Thou Shepherd of Israel and Mine

William Webb’s 1864 The Good Shepherd hangs at the Manchester Art Gallery. It depicts a Christ-like shepherd with a sheep over his shoulders, which he returns to his fold. Notice the barren and parched terrain from which the sheep is being transported. It had wandered from the pasture to the desert; see the briars and thorns still caught in its fleece. The sheep must be carried for it is too weak and wearied to walk of its own accord; its disorientation makes it impossible to know which way to go home in any event. Therefore the shepherd himself comes to retrieve and redeem.

“I am the good shepherd. The good shepherd gives His life for the sheep. But a hireling, he who is not the shepherd, one who does not own the sheep, sees the wolf coming and leaves the sheep and flees; and the wolf catches the sheep and scatters them. The hireling flees because he is a hireling and does not care about the sheep”. John 10:11-13 (NKJV)

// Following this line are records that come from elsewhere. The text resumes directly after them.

//! Property-based tests for cadence-core.
//!
//! Tests buffering negotiation bounds, packed-parameter parsing robustness,
//! port state combination, property deduplication, vote suppression and
//! ingress ordering using proptest for randomized input generation.

use proptest::prelude::*;

use cadence_core::graph::PortDirection;
use cadence_core::icb::{IcbInputs, IcbLocal, IcbMode, IcbPolicy, negotiate};
use cadence_core::params::{self, Framing, ParamIter, ParamRecord};
use cadence_core::path_delay::{self, DelaySource};
use cadence_core::power::{
    PowerCall, PowerRequest, PowerResource, PowerVoter, RecordingPowerManager, UNITY_Q4,
    VotePolicy,
};
use cadence_core::propagation::{PropagatedProperty, PropagationState};
use cadence_core::transport::BufferFlags;
use cadence_core::{
    CntrError, DataBuffer, DataFormat, DataMessage, FrameLength, IcbInfo, IngressQueue, Marker,
    ModuleId, ModuleResources, PooledBuf, PortId, PortKey, PortState,
};

fn icb_inputs(own_us: u32, ds_us: u32, own_rt: bool, ds_rt: bool, single: bool) -> IcbInputs {
    IcbInputs {
        connected: true,
        format: DataFormat::Pcm,
        local: IcbLocal {
            frame: FrameLength::from_us(own_us),
            real_time: own_rt,
            ..IcbLocal::default()
        },
        downstream: Some(IcbInfo {
            frame: FrameLength::from_us(ds_us),
            real_time: ds_rt,
            single_buffer_mode: single,
            ..IcbInfo::default()
        }),
    }
}

fn port_state() -> impl Strategy<Value = PortState> {
    prop_oneof![
        Just(PortState::Invalid),
        Just(PortState::Stopped),
        Just(PortState::Suspended),
        Just(PortState::Prepared),
        Just(PortState::Started),
    ]
}

/// Ingress item: `None` is an end-of-stream marker.
fn ingress_item() -> impl Strategy<Value = Option<bool>> {
    prop_oneof![
        8 => any::<bool>().prop_map(Some),
        1 => Just(None),
    ]
}

#[derive(Clone, Copy, Debug)]
enum Vote {
    Clock(u32),
    Latency(u32, bool),
    Island(bool),
}

fn vote() -> impl Strategy<Value = Vote> {
    prop_oneof![
        (0u32..3).prop_map(|k| Vote::Clock(k * 100)),
        (prop_oneof![Just(1_000u32), Just(5_000)], any::<bool>())
            .prop_map(|(us, rt)| Vote::Latency(us, rt)),
        any::<bool>().prop_map(Vote::Island),
    ]
}

/// Modules 0..4 are local with ports 0 (input) and 1 (output); port 1 of
/// module 0 is an external output, port 0 of module 3 an external input.
struct TableSource;

impl DelaySource for TableSource {
    fn direction(&self, key: PortKey) -> Option<PortDirection> {
        if key.module.0 >= 4 {
            return None;
        }
        match key.port.0 {
            0 => Some(PortDirection::Input),
            1 => Some(PortDirection::Output),
            _ => None,
        }
    }

    fn is_source_or_sink(&self, _module: ModuleId) -> bool {
        false
    }

    fn algorithmic_delay_us(&self, module: ModuleId, _i: Option<PortId>, _o: Option<PortId>) -> u32 {
        100 * (module.0 + 1)
    }

    fn ext_input_delay_us(&self, key: PortKey) -> Option<u32> {
        (key == PortKey::new(3, 0)).then_some(700)
    }

    fn ext_output_delay_us(&self, key: PortKey) -> Option<u32> {
        (key == PortKey::new(0, 1)).then_some(2_000)
    }
}

proptest! {
    #![proptest_config(ProptestConfig::with_cases(500))]

    /// Connected PCM with both frame lengths known always negotiates, and
    /// the regular buffers cover a slower downstream plus one in flight.
    #[test]
    fn icb_buffers_cover_downstream_frame(
        own_us in 1u32..100_000,
        ds_us in 1u32..100_000,
        own_rt in any::<bool>(),
        ds_rt in any::<bool>(),
    ) {
        let policy = IcbPolicy::default();
        let r = negotiate(&icb_inputs(own_us, ds_us, own_rt, ds_rt, false), &policy);
        prop_assert_eq!(r.mode, IcbMode::Negotiated);
        prop_assert!(r.reg_bufs >= policy.default_reg_bufs);
        if ds_us > own_us {
            prop_assert!(u64::from(r.reg_bufs) * u64::from(own_us) >= u64::from(ds_us) + u64::from(own_us));
        }
        prop_assert!(r.prebufs <= 1);
        prop_assert!(r.otp_us < own_us);
        if !(own_rt && ds_rt) {
            prop_assert_eq!(r.prebufs, 0);
            prop_assert_eq!(r.otp_us, 0);
        }
    }

    /// Identical inputs give identical results.
    #[test]
    fn icb_negotiation_is_deterministic(
        own_us in 0u32..50_000,
        ds_us in 0u32..50_000,
        own_rt in any::<bool>(),
        ds_rt in any::<bool>(),
        single in any::<bool>(),
    ) {
        let inputs = icb_inputs(own_us, ds_us, own_rt, ds_rt, single);
        let policy = IcbPolicy::default();
        prop_assert_eq!(negotiate(&inputs, &policy), negotiate(&inputs, &policy));
    }

    /// Single-buffer downstreams with no real-time side get exactly enough
    /// buffers for one downstream frame.
    #[test]
    fn icb_single_buffer_mode_is_minimal(
        own_us in 1u32..20_000,
        ds_us in 1u32..20_000,
    ) {
        let r = negotiate(&icb_inputs(own_us, ds_us, false, false, true), &IcbPolicy::default());
        prop_assert_eq!(r.reg_bufs, ds_us.div_ceil(own_us).max(1));
        prop_assert_eq!(r.total_bufs(), r.reg_bufs);
    }

    /// An unconnected output never holds buffers.
    #[test]
    fn icb_unconnected_is_deferred(
        own_us in 0u32..50_000,
        ds_us in 0u32..50_000,
        raw in any::<bool>(),
    ) {
        let mut inputs = icb_inputs(own_us, ds_us, true, true, false);
        inputs.connected = false;
        if raw {
            inputs.format = DataFormat::RawCompressed;
        }
        let r = negotiate(&inputs, &IcbPolicy::default());
        prop_assert!(r.is_deferred());
        prop_assert_eq!(r.total_bufs(), 0);
    }

    /// Arbitrary bytes never panic the parser and every payload lies
    /// inside the buffer, in increasing offset order.
    #[test]
    fn param_iter_survives_arbitrary_bytes(
        bytes in prop::collection::vec(any::<u8>(), 0..256),
        per_instance in any::<bool>(),
    ) {
        let framing = if per_instance {
            Framing::PerInstance
        } else {
            Framing::SharedPersistent { module: ModuleId(0x10) }
        };
        let mut last = 0usize;
        for entry in ParamIter::new(&bytes, framing) {
            prop_assert!(entry.offset >= last);
            prop_assert!(entry.offset + entry.payload.len() <= bytes.len());
            last = entry.offset + entry.payload.len();
        }
    }

    /// Cutting an encoded buffer yields a prefix of its records, flagged
    /// truncated whenever a record is lost.
    #[test]
    fn truncated_buffer_yields_record_prefix(
        payloads in prop::collection::vec(prop::collection::vec(any::<u8>(), 0..24), 1..6),
        cut in any::<prop::sample::Index>(),
    ) {
        let records: Vec<ParamRecord> = payloads
            .iter()
            .enumerate()
            .map(|(i, p)| ParamRecord::new(ModuleId(0x10 + i as u32), i as u32, p.clone()))
            .collect();
        let encoded = params::encode(Framing::PerInstance, &records);
        let cut = cut.index(encoded.len() + 1);

        let mut iter = ParamIter::new(&encoded[..cut], Framing::PerInstance);
        let parsed: Vec<_> = iter.by_ref().collect();
        prop_assert!(parsed.len() <= records.len());
        for (entry, record) in parsed.iter().zip(&records) {
            prop_assert_eq!(entry.module, record.module);
            prop_assert_eq!(entry.param_id, record.param_id);
            prop_assert_eq!(entry.payload, record.payload.as_slice());
        }
        // Without the flag, nothing past the last parsed record was cut off.
        let end = parsed
            .last()
            .map_or(0, |e| e.offset + params::padded(e.payload.len()));
        if !iter.truncated() {
            prop_assert!(cut <= end);
        }
    }

    /// Downgrading is symmetric, never exceeds either side, and `Invalid`
    /// absorbs everything.
    #[test]
    fn downgrade_takes_the_lower_state(a in port_state(), b in port_state()) {
        let d = a.downgrade(b);
        prop_assert_eq!(d, b.downgrade(a));
        if a == PortState::Invalid || b == PortState::Invalid {
            prop_assert_eq!(d, PortState::Invalid);
        } else {
            prop_assert!(d <= a && d <= b);
            prop_assert!(d == a || d == b);
        }
    }

    /// A value the peer already holds is suppressed; a failed send is
    /// retried on the next attempt even for the same value.
    #[test]
    fn propagated_property_sends_only_changes(
        attempts in prop::collection::vec((any::<bool>(), any::<bool>()), 1..40),
    ) {
        let mut prop = PropagatedProperty::<bool>::new();
        let mut peer: Option<bool> = None;
        for (value, fails) in attempts {
            let settled = prop.state() == PropagationState::Sent && peer == Some(value);
            let mut delivered = false;
            let outcome = prop.try_send(value, |v| {
                if fails {
                    return Err(CntrError::failed("queue full"));
                }
                delivered = true;
                peer = Some(v);
                Ok(())
            });
            prop_assert_eq!(outcome.was_sent(), delivered);
            if settled {
                prop_assert!(!delivered);
                prop_assert_eq!(prop.state(), PropagationState::Sent);
            } else if fails {
                prop_assert_eq!(prop.state(), PropagationState::SendFailedPendingRetry);
                prop_assert_eq!(prop.last_sent(), None);
            } else {
                prop_assert_eq!(prop.last_sent(), Some(value));
            }
        }
    }

    /// Whatever mix of live buffers, prebuffers and markers arrives, the
    /// queue stays within capacity and releases buffers in arrival order.
    #[test]
    fn ingress_preserves_order_within_capacity(
        items in prop::collection::vec(ingress_item(), 0..64),
        retain in 0usize..4,
        cap in 1usize..16,
    ) {
        let mut q = IngressQueue::new(retain, cap);
        q.start_retention();
        let mut popped = Vec::new();
        let mut saw_marker = false;
        for (i, item) in items.iter().enumerate() {
            let msg = match item {
                Some(prebuffer) => DataMessage::Buffer(DataBuffer {
                    payload: PooledBuf::detached(Vec::new()),
                    timestamp: Some(i as i64),
                    flags: BufferFlags { prebuffer: *prebuffer },
                }),
                None => {
                    saw_marker = true;
                    DataMessage::Marker(Marker::FlushingEos)
                }
            };
            q.accept(msg);
            // Markers are never dropped, so only buffers are bounded.
            if !saw_marker {
                prop_assert!(q.retained() + q.ready() <= cap);
            }
            if i % 3 == 0
                && let Some(DataMessage::Buffer(b)) = q.pop()
            {
                popped.extend(b.timestamp);
            }
        }
        q.release_side();
        while let Some(msg) = q.pop() {
            if let DataMessage::Buffer(b) = msg {
                popped.extend(b.timestamp);
            }
        }
        prop_assert!(popped.windows(2).all(|w| w[0] < w[1]));
    }

    /// Foreign vertices contribute nothing, wherever they appear.
    #[test]
    fn path_delay_ignores_foreign_vertices(
        path in prop::collection::vec((0u32..4, 0u32..2), 0..12),
        foreign in prop::collection::vec((4u32..64, any::<prop::sample::Index>()), 0..4),
    ) {
        let local: Vec<PortKey> = path.iter().map(|&(m, p)| PortKey::new(m, p)).collect();
        let base = path_delay::compute(&local, &TableSource);

        let mut mixed = local.clone();
        for (m, at) in foreign {
            mixed.insert(at.index(mixed.len() + 1), PortKey::new(m, 0));
        }
        let with_foreign = path_delay::compute(&mixed, &TableSource);
        prop_assert_eq!(with_foreign.ext_in_us, base.ext_in_us);
        prop_assert_eq!(with_foreign.ext_out_us, base.ext_out_us);
        prop_assert!(with_foreign.algo_us <= base.algo_us);
    }

    /// Repeating a vote never sends the same request twice in a row for
    /// one resource.
    #[test]
    fn repeated_votes_reach_the_manager_once(
        votes in prop::collection::vec(vote(), 1..40),
        repeats in 1usize..4,
    ) {
        let rec = RecordingPowerManager::new();
        let mut voter = PowerVoter::new(Box::new(rec.clone()), VotePolicy::default());
        for v in &votes {
            for _ in 0..repeats {
                let outcome = match *v {
                    Vote::Clock(kpps) => voter.vote_clock(
                        ModuleResources { kpps, bw_bytes_per_sec: kpps * 10 },
                        UNITY_Q4,
                        false,
                        false,
                    ),
                    Vote::Latency(us, rt) => voter.vote_latency(us, rt, false),
                    Vote::Island(allow) => voter.vote_island(allow, false),
                };
                prop_assert!(outcome.is_ok());
            }
        }

        // per resource: last request sent, or `None` after a release
        let mut last: [Option<Option<PowerRequest>>; 3] = [None; 3];
        let mut sent = 0usize;
        for call in rec.calls() {
            let (slot, key) = match call {
                PowerCall::Request(r @ PowerRequest::MipsBandwidth { .. }, _) => (0, Some(r)),
                PowerCall::Release(PowerResource::MipsBandwidth, _) => (0, None),
                PowerCall::Request(r @ PowerRequest::SleepLatency { .. }, _) => (1, Some(r)),
                PowerCall::Request(r @ PowerRequest::IslandVote { .. }, _) => (2, Some(r)),
                _ => continue,
            };
            prop_assert_ne!(last[slot], Some(key));
            last[slot] = Some(key);
            sent += 1;
        }
        prop_assert!(sent <= votes.len());
    }
}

Which other god or person would go out of His way to bring you home? On who else’s shoulders would you be carried, if not the great Shepherd of Love's? On Sunday night we sang Thou Shepherd of Israel and Mine:

 

Thou Shepherd of Israel, and mine,

The joy and desire of my heart,

For closer communion I pine,

I long to reside where thou art.

 

The pastures I languish to find

Where all who their shepherd obey

Are fed, on thy bosom reclined,

And screened from the heat of the day.